If not, is the multiverse not simply theology dressed up in techno
jargon?
Universe or multiverse, that is the question? Of late, it
is fashionable among leading physicists and cosmologists to suppose
that alongside the physical world we see lies a stupendous array
of alternative realities, some resembling our universe, others
very different. The multiverse theory comes in several varieties,
but in the most ambitious the "other universes" have
different physical laws. Only in a tiny fraction of universes
will the laws come out just right, by pure accident, for conscious
beings such as ourselves to emerge and marvel at how bio-friendly
their world appears. The multiverse has replaced God as an explanation
for the appearance of design in the structure of the physical
world.
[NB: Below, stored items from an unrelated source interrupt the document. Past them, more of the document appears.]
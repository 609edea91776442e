//! Feature Extraction Module
//!
//! Turns an immutable `WalletRecord` into a fixed-shape `FeatureVector`.
//! Everything here is a pure function of (record, evaluation clock):
//! no I/O, no shared state, safe to run for any number of wallets in parallel.
//!
//! Malformed numeric fields never abort a wallet. The offending field is
//! read as zero for that one row (timestamps fall back to the evaluation
//! clock, so a broken row cannot make an account look ancient).

use chrono::{DateTime, Utc};
use serde::{Deserialize, Serialize};
use std::collections::{BTreeMap, HashSet};
use std::fmt;
use std::str::FromStr;
use tracing::{debug, warn};

use crate::models::types::{
    FeatureVector, NormalTransaction, TokenFeatures, TokenTransfer, TransactionFeatures,
    WalletRecord,
};
use crate::utils::constants::{
    parse_raw_amount, round_to, wei_to_eth, wei_to_gwei, HIGH_FREQUENCY_TXNS_PER_DAY,
    HIGH_VARIANCE_THRESHOLD, NEW_ACCOUNT_MAX_AGE_DAYS, SECONDS_PER_DAY,
};

/// Which recipient counts as "incoming" for `incoming_txn_ratio`
#[derive(Debug, Clone, Copy, PartialEq, Eq, Default, Serialize, Deserialize)]
#[serde(rename_all = "snake_case")]
pub enum IncomingRatioPolicy {
    /// Compare against the recipient of the first transaction in the list.
    /// Assumes the oldest transaction funded the wallet.
    #[default]
    FirstRecipient,
    /// Compare against the analyzed wallet's own address
    QueriedAddress,
}

impl IncomingRatioPolicy {
    pub fn as_str(&self) -> &'static str {
        match self {
            Self::FirstRecipient => "first_recipient",
            Self::QueriedAddress => "queried_address",
        }
    }
}

impl fmt::Display for IncomingRatioPolicy {
    fn fmt(&self, f: &mut fmt::Formatter<'_>) -> fmt::Result {
        f.write_str(self.as_str())
    }
}

impl FromStr for IncomingRatioPolicy {
    type Err = String;

    fn from_str(s: &str) -> Result<Self, Self::Err> {
        match s.trim().to_lowercase().replace('-', "_").as_str() {
            "first_recipient" => Ok(Self::FirstRecipient),
            "queried_address" | "wallet" => Ok(Self::QueriedAddress),
            other => Err(format!("unknown incoming ratio policy: {}", other)),
        }
    }
}

/// Stateless feature extractor
#[derive(Debug, Clone, Copy, Default)]
pub struct FeatureExtractor {
    incoming_policy: IncomingRatioPolicy,
}

impl FeatureExtractor {
    pub fn new() -> Self {
        Self::default()
    }

    pub fn with_incoming_policy(incoming_policy: IncomingRatioPolicy) -> Self {
        Self { incoming_policy }
    }

    pub fn incoming_policy(&self) -> IncomingRatioPolicy {
        self.incoming_policy
    }

    /// Extract every feature, evaluating account age against the current time
    pub fn extract_all(&self, record: &WalletRecord) -> FeatureVector {
        self.extract_all_at(record, Utc::now())
    }

    /// Extract every feature against an explicit evaluation clock
    pub fn extract_all_at(&self, record: &WalletRecord, now: DateTime<Utc>) -> FeatureVector {
        let txn = self.extract_transaction_features(
            record.normal_transactions(),
            record.address(),
            now,
        );
        let tokens = self.extract_token_features(record.token_transfers());

        let is_new_account = flag(txn.account_age_days < NEW_ACCOUNT_MAX_AGE_DAYS);
        let high_frequency = flag(txn.txn_frequency > HIGH_FREQUENCY_TXNS_PER_DAY);
        let high_variance = flag(txn.txn_value_variance > HIGH_VARIANCE_THRESHOLD);

        FeatureVector {
            address: record.address().to_string(),
            balance: record.balance(),

            total_txns: txn.total_txns,
            txn_frequency: txn.txn_frequency,
            avg_txn_value: txn.avg_txn_value,
            txn_value_variance: txn.txn_value_variance,
            max_txn_value: txn.max_txn_value,
            incoming_txn_ratio: txn.incoming_txn_ratio,
            unique_addresses: txn.unique_addresses,
            account_age_days: txn.account_age_days,
            avg_gas_price: txn.avg_gas_price,
            failed_txn_ratio: txn.failed_txn_ratio,

            token_transfer_count: tokens.token_transfer_count,
            unique_tokens: tokens.unique_tokens,
            token_diversity_score: tokens.token_diversity_score,

            contract_interaction_count: 0,
            unique_contracts: 0,

            is_new_account,
            high_frequency,
            high_variance,
        }
    }

    /// Aggregate statistics over normal transactions.
    ///
    /// `wallet_address` is only consulted under
    /// [`IncomingRatioPolicy::QueriedAddress`].
    pub fn extract_transaction_features(
        &self,
        transactions: &[NormalTransaction],
        wallet_address: &str,
        now: DateTime<Utc>,
    ) -> TransactionFeatures {
        let Some(first) = transactions.first() else {
            return TransactionFeatures::default();
        };

        let now_secs = now.timestamp();
        let reference_recipient = match self.incoming_policy {
            IncomingRatioPolicy::FirstRecipient => first.to.to_lowercase(),
            IncomingRatioPolicy::QueriedAddress => wallet_address.to_lowercase(),
        };

        let mut stats = ValueStats::default();
        let mut earliest = i64::MAX;
        let mut gas_sum = 0.0;
        let mut incoming = 0u64;
        let mut failed = 0u64;
        let mut malformed = 0usize;
        let mut counterparties: HashSet<String> = HashSet::new();

        for (index, tx) in transactions.iter().enumerate() {
            let timestamp = tx.timestamp_secs().unwrap_or_else(|| {
                malformed += 1;
                debug!(index, raw = %tx.timestamp, "Malformed timeStamp, using evaluation clock");
                now_secs
            });
            earliest = earliest.min(timestamp);

            let value = match parse_raw_amount(&tx.value_raw) {
                Some(wei) => wei_to_eth(wei),
                None => {
                    malformed += 1;
                    debug!(index, raw = %tx.value_raw, "Malformed value, using 0");
                    0.0
                }
            };
            stats.push(value);

            gas_sum += match parse_raw_amount(&tx.gas_price_raw) {
                Some(wei) => wei_to_gwei(wei),
                None => {
                    malformed += 1;
                    debug!(index, raw = %tx.gas_price_raw, "Malformed gasPrice, using 0");
                    0.0
                }
            };

            if tx.to.to_lowercase() == reference_recipient {
                incoming += 1;
            }
            if tx.is_failed() {
                failed += 1;
            }

            // contract creation has an empty `to`, which counts as its own party
            counterparties.insert(tx.from.to_lowercase());
            counterparties.insert(tx.to.to_lowercase());
        }

        if malformed > 0 {
            warn!(
                malformed,
                total = transactions.len(),
                "⚠️ Substituted zero for malformed transaction fields"
            );
        }

        let total = transactions.len() as u64;
        let count = total as f64;
        let account_age_days = (now_secs.saturating_sub(earliest) / SECONDS_PER_DAY).max(0) as u64;
        let txn_frequency = if account_age_days > 0 {
            count / account_age_days as f64
        } else {
            count
        };

        TransactionFeatures {
            total_txns: total,
            txn_frequency: round_to(txn_frequency, 4),
            avg_txn_value: round_to(stats.mean, 6),
            txn_value_variance: round_to(stats.sample_variance(), 6),
            max_txn_value: round_to(stats.max, 6),
            incoming_txn_ratio: round_to(incoming as f64 / count, 4),
            unique_addresses: counterparties.len() as u64,
            account_age_days,
            avg_gas_price: round_to(gas_sum / count, 2),
            failed_txn_ratio: round_to(failed as f64 / count, 4),
        }
    }

    /// Count and diversity of ERC-20 activity. Symbols are compared
    /// verbatim; an empty symbol is a distinct value.
    pub fn extract_token_features(&self, transfers: &[TokenTransfer]) -> TokenFeatures {
        if transfers.is_empty() {
            return TokenFeatures::default();
        }

        // BTreeMap keeps the entropy summation order stable across runs
        let mut symbol_counts: BTreeMap<&str, u64> = BTreeMap::new();
        for transfer in transfers {
            *symbol_counts.entry(transfer.token_symbol.as_str()).or_insert(0) += 1;
        }

        TokenFeatures {
            token_transfer_count: transfers.len() as u64,
            unique_tokens: symbol_counts.len() as u64,
            token_diversity_score: round_to(shannon_entropy(symbol_counts.values().copied()), 4),
        }
    }
}

/// Base-2 Shannon entropy of a frequency distribution
pub fn shannon_entropy(counts: impl IntoIterator<Item = u64> + Clone) -> f64 {
    let total: u64 = counts.clone().into_iter().sum();
    if total == 0 {
        return 0.0;
    }

    counts
        .into_iter()
        .filter(|&c| c > 0)
        .map(|c| {
            let p = c as f64 / total as f64;
            p * (1.0 / p).log2()
        })
        .sum()
}

#[inline]
fn flag(condition: bool) -> u8 {
    u8::from(condition)
}

/// Running mean/max/variance (Welford)
#[derive(Debug, Default)]
struct ValueStats {
    count: u64,
    mean: f64,
    m2: f64,
    max: f64,
}

impl ValueStats {
    fn push(&mut self, value: f64) {
        self.count += 1;
        let delta = value - self.mean;
        self.mean += delta / self.count as f64;
        self.m2 += delta * (value - self.mean);
        if self.count == 1 || value > self.max {
            self.max = value;
        }
    }

    /// n-1 denominator; a single observation has no spread
    fn sample_variance(&self) -> f64 {
        if self.count < 2 {
            0.0
        } else {
            self.m2 / (self.count - 1) as f64
        }
    }
}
Like God, the agency concerned lies beyond direct observation,
inferred by inductive reasoning from the properties of the one
universe we do see. The meta-question is, does the existence of
these other universes amount to more than an intellectual exercise?
Can we ever discover that the hypothesized alternative universes
are really there? If not, is the multiverse not simply theology
dressed up in techno jargon? And finally, could there be a Third
Way, in which the ingenious features of the universe are explained
neither by an Infinite Designer Mind, nor by an Infinite Invisible
Multiverse, but by an entirely new principle of explanation.